_Problem requirements_
For this exercise, print all of the data exactly as given.

_Given information_
================
use crate::coordinates::{FovSpec, Position};
use serde::{Deserialize, Serialize};

/// Half-open pixel rectangle `[x0, x1) x [y0, y1)`. Coordinates are signed
/// because a FOV window near the border extends past the map.
#[derive(Debug, Clone, Copy, PartialEq, Eq, Hash, Serialize, Deserialize)]
pub struct Rect {
    pub x0: i64,
    pub y0: i64,
    pub x1: i64,
    pub y1: i64,
}

impl Rect {
    pub fn new(x0: i64, y0: i64, x1: i64, y1: i64) -> Self {
        Self { x0, y0, x1, y1 }
    }

    pub fn width(&self) -> i64 {
        (self.x1 - self.x0).max(0)
    }

    pub fn height(&self) -> i64 {
        (self.y1 - self.y0).max(0)
    }

    pub fn is_empty(&self) -> bool {
        self.width() == 0 || self.height() == 0
    }

    /// Intersection with the map area `[0, width) x [0, height)`.
    pub fn clip_to(&self, width: u32, height: u32) -> Option<Rect> {
        let clipped = Rect {
            x0: self.x0.max(0),
            y0: self.y0.max(0),
            x1: self.x1.min(i64::from(width)),
            y1: self.y1.min(i64::from(height)),
        };
        (!clipped.is_empty()).then_some(clipped)
    }

    pub fn is_within(&self, width: u32, height: u32) -> bool {
        self.x0 >= 0 && self.y0 >= 0 && self.x1 <= i64::from(width) && self.y1 <= i64::from(height)
    }

    pub fn as_tuple(&self) -> (i64, i64, i64, i64) {
        (self.x0, self.y0, self.x1, self.y1)
    }
}

/// The FOV window centred on `center`.
///
/// The lower bound is `center - size / 2` (floor) and the upper bound is
/// `lower + size`, so an even-sized window puts its extra pixel on the
/// right/bottom side of the center. The extractor and every overlay renderer
/// go through this function so the drawn box and the crop never disagree.
pub fn fov_rect(center: Position, fov: FovSpec) -> Rect {
    let x0 = i64::from(center.x) - i64::from(fov.width / 2);
    let y0 = i64::from(center.y) - i64::from(fov.height / 2);
    Rect {
        x0,
        y0,
        x1: x0 + i64::from(fov.width),
        y1: y0 + i64::from(fov.height),
    }
}

#[cfg(test)]
mod tests {
    use super::*;

    #[test]
    fn even_window_puts_extra_pixel_after_center() {
        let rect = fov_rect(Position::new(50, 50), FovSpec::square(10));
        assert_eq!(rect.as_tuple(), (45, 45, 55, 55));
        assert_eq!(rect.width(), 10);
    }

    #[test]
    fn odd_window_is_symmetric() {
        let rect = fov_rect(Position::new(5, 8), FovSpec::new(3, 5));
        assert_eq!(rect.as_tuple(), (4, 6, 7, 11));
    }

    #[test]
    fn clip_keeps_interior_part() {
        let rect = fov_rect(Position::new(2, 2), FovSpec::square(10));
        assert_eq!(rect.as_tuple(), (-3, -3, 7, 7));
        assert_eq!(rect.clip_to(100, 100), Some(Rect::new(0, 0, 7, 7)));
        assert!(!rect.is_within(100, 100));
    }

    #[test]
    fn clip_outside_map_is_none() {
        let rect = Rect::new(-10, -10, 0, 5);
        assert_eq!(rect.clip_to(4, 4), None);
    }
}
================
_Solution for this exercise_
use crate::coordinates::{FovSpec, Position};
use serde::{Deserialize, Serialize};

/// Half-open pixel rectangle `[x0, x1) x [y0, y1)`. Coordinates are signed
/// because a FOV window near the border extends past the map.
#[derive(Debug, Clone, Copy, PartialEq, Eq, Hash, Serialize, Deserialize)]
pub struct Rect {
    pub x0: i64,
    pub y0: i64,
    pub x1: i64,
    pub y1: i64,
}

impl Rect {
    pub fn new(x0: i64, y0: i64, x1: i64, y1: i64) -> Self {
        Self { x0, y0, x1, y1 }
    }

    pub fn width(&self) -> i64 {
        (self.x1 - self.x0).max(0)
    }

    pub fn height(&self) -> i64 {
        (self.y1 - self.y0).max(0)
    }

    pub fn is_empty(&self) -> bool {
        self.width() == 0 || self.height() == 0
    }

    /// Intersection with the map area `[0, width) x [0, height)`.
    pub fn clip_to(&self, width: u32, height: u32) -> Option<Rect> {
        let clipped = Rect {
            x0: self.x0.max(0),
            y0: self.y0.max(0),
            x1: self.x1.min(i64::from(width)),
            y1: self.y1.min(i64::from(height)),
        };
        (!clipped.is_empty()).then_some(clipped)
    }

    pub fn is_within(&self, width: u32, height: u32) -> bool {
        self.x0 >= 0 && self.y0 >= 0 && self.x1 <= i64::from(width) && self.y1 <= i64::from(height)
    }

    pub fn as_tuple(&self) -> (i64, i64, i64, i64) {
        (self.x0, self.y0, self.x1, self.y1)
    }
}

/// The FOV window centred on `center`.
///
/// The lower bound is `center - size / 2` (floor) and the upper bound is
/// `lower + size`, so an even-sized window puts its extra pixel on the
/// right/bottom side of the center. The extractor and every overlay renderer
/// go through this function so the drawn box and the crop never disagree.
pub fn fov_rect(center: Position, fov: FovSpec) -> Rect {
    let x0 = i64::from(center.x) - i64::from(fov.width / 2);
    let y0 = i64::from(center.y) - i64::from(fov.height / 2);
    Rect {
        x0,
        y0,
        x1: x0 + i64::from(fov.width),
        y1: y0 + i64::from(fov.height),
    }
}

#[cfg(test)]
mod tests {
    use super::*;

    #[test]
    fn even_window_puts_extra_pixel_after_center() {
        let rect = fov_rect(Position::new(50, 50), FovSpec::square(10));
        assert_eq!(rect.as_tuple(), (45, 45, 55, 55));
        assert_eq!(rect.width(), 10);
    }

    #[test]
    fn odd_window_is_symmetric() {
        let rect = fov_rect(Position::new(5, 8), FovSpec::new(3, 5));
        assert_eq!(rect.as_tuple(), (4, 6, 7, 11));
    }

    #[test]
    fn clip_keeps_interior_part() {
        let rect = fov_rect(Position::new(2, 2), FovSpec::square(10));
        assert_eq!(rect.as_tuple(), (-3, -3, 7, 7));
        assert_eq!(rect.clip_to(100, 100), Some(Rect::new(0, 0, 7, 7)));
        assert!(!rect.is_within(100, 100));
    }

    #[test]
    fn clip_outside_map_is_none() {
        let rect = Rect::new(-10, -10, 0, 5);
        assert_eq!(rect.clip_to(4, 4), None);
    }
}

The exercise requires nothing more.